**RECORDED DATA**
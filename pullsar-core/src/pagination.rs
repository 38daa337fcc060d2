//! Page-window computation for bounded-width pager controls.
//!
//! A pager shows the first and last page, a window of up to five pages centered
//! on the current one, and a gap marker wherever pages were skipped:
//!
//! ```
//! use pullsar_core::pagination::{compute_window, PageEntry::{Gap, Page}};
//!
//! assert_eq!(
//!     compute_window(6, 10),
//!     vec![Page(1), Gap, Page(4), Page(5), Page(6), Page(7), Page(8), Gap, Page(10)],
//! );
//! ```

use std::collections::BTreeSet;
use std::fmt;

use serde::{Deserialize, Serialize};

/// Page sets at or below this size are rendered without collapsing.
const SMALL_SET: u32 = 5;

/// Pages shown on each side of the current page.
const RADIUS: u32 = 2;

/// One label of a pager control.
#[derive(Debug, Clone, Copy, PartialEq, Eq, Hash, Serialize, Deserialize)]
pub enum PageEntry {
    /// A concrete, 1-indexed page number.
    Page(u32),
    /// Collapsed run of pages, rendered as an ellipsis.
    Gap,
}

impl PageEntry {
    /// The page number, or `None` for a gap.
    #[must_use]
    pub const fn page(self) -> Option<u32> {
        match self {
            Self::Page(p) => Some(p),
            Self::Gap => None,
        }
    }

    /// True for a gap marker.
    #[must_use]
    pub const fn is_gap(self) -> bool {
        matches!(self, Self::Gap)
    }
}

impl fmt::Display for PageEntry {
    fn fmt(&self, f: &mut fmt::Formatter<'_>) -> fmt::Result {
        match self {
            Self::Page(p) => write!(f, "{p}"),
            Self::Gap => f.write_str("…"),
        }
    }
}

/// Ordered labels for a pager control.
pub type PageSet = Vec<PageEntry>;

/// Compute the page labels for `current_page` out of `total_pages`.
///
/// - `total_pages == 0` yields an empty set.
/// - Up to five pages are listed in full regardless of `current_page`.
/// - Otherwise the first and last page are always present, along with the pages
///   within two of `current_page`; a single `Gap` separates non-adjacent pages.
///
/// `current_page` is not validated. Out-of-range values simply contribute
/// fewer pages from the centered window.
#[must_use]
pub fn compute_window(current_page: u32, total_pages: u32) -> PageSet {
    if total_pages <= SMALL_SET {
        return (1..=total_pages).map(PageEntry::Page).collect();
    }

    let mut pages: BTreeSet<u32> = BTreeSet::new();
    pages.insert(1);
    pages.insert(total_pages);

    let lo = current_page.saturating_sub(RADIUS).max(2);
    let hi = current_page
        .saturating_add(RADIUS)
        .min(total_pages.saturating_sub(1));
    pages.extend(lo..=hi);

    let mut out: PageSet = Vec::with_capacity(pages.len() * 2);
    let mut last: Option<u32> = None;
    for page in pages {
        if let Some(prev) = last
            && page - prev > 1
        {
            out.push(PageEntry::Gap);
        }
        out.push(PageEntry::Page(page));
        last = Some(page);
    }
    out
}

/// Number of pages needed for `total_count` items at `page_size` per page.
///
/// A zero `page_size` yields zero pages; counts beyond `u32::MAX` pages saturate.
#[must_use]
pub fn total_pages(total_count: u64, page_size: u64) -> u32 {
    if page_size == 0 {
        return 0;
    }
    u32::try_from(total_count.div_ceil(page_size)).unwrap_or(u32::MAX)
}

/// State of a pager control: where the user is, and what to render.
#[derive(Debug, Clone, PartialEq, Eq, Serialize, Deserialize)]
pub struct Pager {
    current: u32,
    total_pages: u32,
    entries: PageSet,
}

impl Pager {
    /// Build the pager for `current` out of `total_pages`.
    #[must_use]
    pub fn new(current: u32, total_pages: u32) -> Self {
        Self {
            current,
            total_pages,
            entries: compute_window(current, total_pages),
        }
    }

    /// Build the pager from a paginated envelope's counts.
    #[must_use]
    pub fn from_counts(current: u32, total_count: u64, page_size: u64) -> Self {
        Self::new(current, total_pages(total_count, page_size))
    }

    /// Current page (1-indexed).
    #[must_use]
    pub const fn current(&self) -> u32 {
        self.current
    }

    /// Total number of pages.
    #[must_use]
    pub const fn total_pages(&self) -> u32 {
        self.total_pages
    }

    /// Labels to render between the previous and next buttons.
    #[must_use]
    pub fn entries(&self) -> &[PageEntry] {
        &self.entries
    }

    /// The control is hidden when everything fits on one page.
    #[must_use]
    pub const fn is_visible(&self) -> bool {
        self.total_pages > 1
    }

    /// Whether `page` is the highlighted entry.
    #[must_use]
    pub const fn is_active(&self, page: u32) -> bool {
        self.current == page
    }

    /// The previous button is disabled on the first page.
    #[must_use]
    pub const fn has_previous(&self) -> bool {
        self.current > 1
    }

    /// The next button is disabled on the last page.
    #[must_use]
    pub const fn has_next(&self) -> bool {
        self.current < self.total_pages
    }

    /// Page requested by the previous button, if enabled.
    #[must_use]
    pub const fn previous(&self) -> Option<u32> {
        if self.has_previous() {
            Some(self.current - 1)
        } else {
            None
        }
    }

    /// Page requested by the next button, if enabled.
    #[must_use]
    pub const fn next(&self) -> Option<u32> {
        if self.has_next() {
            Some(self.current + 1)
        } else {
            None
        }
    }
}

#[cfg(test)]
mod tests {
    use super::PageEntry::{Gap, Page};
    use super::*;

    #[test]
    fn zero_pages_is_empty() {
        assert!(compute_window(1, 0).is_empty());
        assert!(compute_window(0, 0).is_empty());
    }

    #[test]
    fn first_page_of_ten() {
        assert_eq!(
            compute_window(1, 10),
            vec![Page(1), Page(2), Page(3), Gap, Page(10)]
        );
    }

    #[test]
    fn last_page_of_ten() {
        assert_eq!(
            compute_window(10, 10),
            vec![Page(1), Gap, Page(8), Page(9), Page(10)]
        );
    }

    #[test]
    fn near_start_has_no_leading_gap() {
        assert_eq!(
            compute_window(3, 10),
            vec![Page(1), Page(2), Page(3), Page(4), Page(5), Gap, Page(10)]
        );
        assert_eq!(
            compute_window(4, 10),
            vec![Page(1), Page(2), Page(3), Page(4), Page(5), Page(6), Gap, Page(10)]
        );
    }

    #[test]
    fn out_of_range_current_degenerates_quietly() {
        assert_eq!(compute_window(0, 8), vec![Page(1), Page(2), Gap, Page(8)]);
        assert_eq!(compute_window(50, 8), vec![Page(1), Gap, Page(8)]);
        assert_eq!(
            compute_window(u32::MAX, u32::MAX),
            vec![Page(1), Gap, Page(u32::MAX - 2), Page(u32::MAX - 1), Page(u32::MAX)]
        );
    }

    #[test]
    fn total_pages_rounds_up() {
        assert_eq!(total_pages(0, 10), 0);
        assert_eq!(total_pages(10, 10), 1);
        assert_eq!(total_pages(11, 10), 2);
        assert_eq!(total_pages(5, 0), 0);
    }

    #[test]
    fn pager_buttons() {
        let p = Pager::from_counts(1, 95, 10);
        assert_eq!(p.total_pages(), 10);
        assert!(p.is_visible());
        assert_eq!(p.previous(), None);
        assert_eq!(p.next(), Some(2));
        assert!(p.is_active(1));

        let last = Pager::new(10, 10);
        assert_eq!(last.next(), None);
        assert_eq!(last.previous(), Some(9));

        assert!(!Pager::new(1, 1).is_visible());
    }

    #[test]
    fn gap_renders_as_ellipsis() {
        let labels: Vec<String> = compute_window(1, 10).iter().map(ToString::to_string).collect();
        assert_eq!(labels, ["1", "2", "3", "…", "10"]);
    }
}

---

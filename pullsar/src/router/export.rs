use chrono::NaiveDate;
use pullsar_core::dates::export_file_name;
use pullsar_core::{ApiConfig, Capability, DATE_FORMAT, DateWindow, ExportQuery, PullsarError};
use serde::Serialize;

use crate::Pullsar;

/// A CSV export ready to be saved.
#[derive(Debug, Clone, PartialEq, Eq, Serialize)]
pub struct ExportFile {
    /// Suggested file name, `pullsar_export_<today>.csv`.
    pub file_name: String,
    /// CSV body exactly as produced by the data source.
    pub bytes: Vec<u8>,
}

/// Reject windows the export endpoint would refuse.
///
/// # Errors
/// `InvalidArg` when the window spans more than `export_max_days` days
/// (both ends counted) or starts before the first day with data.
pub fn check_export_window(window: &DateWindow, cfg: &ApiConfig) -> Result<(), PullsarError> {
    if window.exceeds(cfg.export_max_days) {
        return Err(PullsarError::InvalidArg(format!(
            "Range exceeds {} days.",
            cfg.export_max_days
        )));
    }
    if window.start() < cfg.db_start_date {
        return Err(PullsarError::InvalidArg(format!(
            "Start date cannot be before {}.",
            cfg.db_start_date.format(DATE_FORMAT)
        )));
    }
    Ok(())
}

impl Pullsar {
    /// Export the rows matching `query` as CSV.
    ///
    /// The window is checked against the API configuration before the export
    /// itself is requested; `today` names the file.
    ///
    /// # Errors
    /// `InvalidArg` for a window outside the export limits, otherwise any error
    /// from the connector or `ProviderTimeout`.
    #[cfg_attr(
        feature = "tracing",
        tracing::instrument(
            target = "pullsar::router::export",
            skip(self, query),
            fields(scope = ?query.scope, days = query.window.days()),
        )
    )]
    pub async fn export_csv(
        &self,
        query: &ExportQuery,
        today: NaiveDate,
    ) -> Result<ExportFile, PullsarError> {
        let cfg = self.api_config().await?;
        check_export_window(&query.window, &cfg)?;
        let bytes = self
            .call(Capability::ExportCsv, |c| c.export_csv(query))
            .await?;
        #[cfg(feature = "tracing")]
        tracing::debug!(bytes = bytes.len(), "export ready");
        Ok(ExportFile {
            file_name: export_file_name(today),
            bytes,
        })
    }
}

...

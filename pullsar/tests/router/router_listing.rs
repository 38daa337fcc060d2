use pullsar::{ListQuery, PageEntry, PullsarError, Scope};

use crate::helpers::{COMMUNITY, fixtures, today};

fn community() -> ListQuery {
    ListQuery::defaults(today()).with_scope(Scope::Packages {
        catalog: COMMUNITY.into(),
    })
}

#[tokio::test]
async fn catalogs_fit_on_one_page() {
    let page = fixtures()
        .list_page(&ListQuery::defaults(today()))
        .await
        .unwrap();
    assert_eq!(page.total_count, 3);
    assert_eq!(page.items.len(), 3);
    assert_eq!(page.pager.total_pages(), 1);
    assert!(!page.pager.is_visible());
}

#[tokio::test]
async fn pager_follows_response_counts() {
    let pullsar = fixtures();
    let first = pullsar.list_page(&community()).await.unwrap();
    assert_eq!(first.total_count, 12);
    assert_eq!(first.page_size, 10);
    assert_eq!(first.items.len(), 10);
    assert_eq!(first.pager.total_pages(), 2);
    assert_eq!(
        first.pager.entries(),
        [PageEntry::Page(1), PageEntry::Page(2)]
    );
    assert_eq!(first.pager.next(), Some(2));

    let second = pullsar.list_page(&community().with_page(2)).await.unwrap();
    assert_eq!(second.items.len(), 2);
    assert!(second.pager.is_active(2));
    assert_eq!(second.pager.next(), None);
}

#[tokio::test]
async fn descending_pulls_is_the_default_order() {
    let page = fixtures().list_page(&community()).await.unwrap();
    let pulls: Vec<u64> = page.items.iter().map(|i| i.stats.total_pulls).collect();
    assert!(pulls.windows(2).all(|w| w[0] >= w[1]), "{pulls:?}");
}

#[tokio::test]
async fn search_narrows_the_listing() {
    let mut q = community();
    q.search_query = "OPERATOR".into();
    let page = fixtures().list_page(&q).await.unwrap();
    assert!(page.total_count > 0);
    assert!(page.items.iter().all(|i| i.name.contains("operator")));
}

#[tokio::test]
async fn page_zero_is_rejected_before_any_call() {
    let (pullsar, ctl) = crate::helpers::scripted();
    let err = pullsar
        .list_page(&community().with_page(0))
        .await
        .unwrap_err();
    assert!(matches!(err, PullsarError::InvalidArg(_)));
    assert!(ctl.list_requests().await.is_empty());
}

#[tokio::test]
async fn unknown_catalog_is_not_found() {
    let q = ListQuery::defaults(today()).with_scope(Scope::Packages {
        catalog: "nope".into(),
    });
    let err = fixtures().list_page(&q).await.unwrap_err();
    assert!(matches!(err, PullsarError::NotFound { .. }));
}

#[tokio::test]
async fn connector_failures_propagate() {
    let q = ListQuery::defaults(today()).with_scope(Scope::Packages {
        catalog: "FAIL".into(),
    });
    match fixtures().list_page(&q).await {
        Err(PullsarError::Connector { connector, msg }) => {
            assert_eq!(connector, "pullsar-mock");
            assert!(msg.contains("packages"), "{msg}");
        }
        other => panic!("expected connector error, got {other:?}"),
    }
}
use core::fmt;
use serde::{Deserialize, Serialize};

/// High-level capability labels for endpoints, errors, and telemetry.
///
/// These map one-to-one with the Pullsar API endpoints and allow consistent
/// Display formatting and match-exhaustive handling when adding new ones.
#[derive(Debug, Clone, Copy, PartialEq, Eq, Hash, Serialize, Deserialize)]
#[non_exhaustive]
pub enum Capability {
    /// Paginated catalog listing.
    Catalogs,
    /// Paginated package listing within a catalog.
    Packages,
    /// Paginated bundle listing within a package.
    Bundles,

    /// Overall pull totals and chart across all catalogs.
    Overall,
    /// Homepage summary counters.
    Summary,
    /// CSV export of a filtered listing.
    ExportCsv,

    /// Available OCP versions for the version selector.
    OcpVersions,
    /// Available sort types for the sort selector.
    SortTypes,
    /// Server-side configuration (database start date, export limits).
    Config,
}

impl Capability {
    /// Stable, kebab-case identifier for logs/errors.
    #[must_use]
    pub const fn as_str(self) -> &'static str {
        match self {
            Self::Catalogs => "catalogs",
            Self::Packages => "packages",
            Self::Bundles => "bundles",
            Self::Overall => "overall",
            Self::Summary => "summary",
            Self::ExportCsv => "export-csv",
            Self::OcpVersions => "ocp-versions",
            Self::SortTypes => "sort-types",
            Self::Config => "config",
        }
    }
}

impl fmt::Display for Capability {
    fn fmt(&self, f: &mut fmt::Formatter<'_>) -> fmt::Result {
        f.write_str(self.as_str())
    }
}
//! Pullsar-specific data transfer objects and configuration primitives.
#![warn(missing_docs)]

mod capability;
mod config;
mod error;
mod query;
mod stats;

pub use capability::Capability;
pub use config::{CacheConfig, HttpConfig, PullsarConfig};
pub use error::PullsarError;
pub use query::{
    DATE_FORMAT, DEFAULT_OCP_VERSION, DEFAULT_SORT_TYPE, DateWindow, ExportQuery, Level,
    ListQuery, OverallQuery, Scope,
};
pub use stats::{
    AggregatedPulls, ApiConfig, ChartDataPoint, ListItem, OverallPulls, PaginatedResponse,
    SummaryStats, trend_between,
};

**EXERCISE PROMPT**
Wherever the word "into" appears in the data, return the whole line.

**WRITTEN RESPONSE**
        catalog: COMMUNITY.into(),
    q.search_query = "OPERATOR".into();
        catalog: "nope".into(),
        catalog: "FAIL".into(),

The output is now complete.